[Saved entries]
·····
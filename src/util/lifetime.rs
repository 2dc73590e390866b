use std::sync::Arc;
use std::sync::atomic::{AtomicBool, Ordering};

/// Liveness flag shared with anything that may finish after teardown.
#[derive(Clone, Debug)]
pub struct SceneLifetime {
    alive: Arc<AtomicBool>,
}

impl Default for SceneLifetime {
    fn default() -> Self {
        Self::new()
    }
}

impl SceneLifetime {
    pub fn new() -> Self {
        Self {
            alive: Arc::new(AtomicBool::new(true)),
        }
    }

    pub fn token(&self) -> LiveToken {
        LiveToken {
            alive: self.alive.clone(),
        }
    }

    pub fn is_alive(&self) -> bool {
        self.alive.load(Ordering::Acquire)
    }

    pub fn teardown(&self) {
        self.alive.store(false, Ordering::Release);
    }
}

/// Handed to late callbacks; they must check it before touching the scene.
#[derive(Clone, Debug)]
pub struct LiveToken {
    alive: Arc<AtomicBool>,
}

impl LiveToken {
    pub fn is_alive(&self) -> bool {
        self.alive.load(Ordering::Acquire)
    }

    /// Run `f` only while the scene is alive.
    pub fn guard<T>(&self, f: impl FnOnce() -> T) -> Option<T> {
        self.is_alive().then(f)
    }
}

#[cfg(test)]
mod tests {
    use super::*;

    #[test]
    fn late_callbacks_are_dropped_after_teardown() {
        let lifetime = SceneLifetime::new();
        let token = lifetime.token();
        let mut writes = 0;
        token.guard(|| writes += 1);
        lifetime.teardown();
        token.guard(|| writes += 1);
        assert_eq!(writes, 1);
        assert!(!token.is_alive());
    }
}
·····
◆ **What to do**:
In the entries above, find each line with "AtomicBool" and copy it.

◆ **Finished task**:
use std::sync::atomic::{AtomicBool, Ordering};
    alive: Arc<AtomicBool>,
            alive: Arc::new(AtomicBool::new(true)),
    alive: Arc<AtomicBool>,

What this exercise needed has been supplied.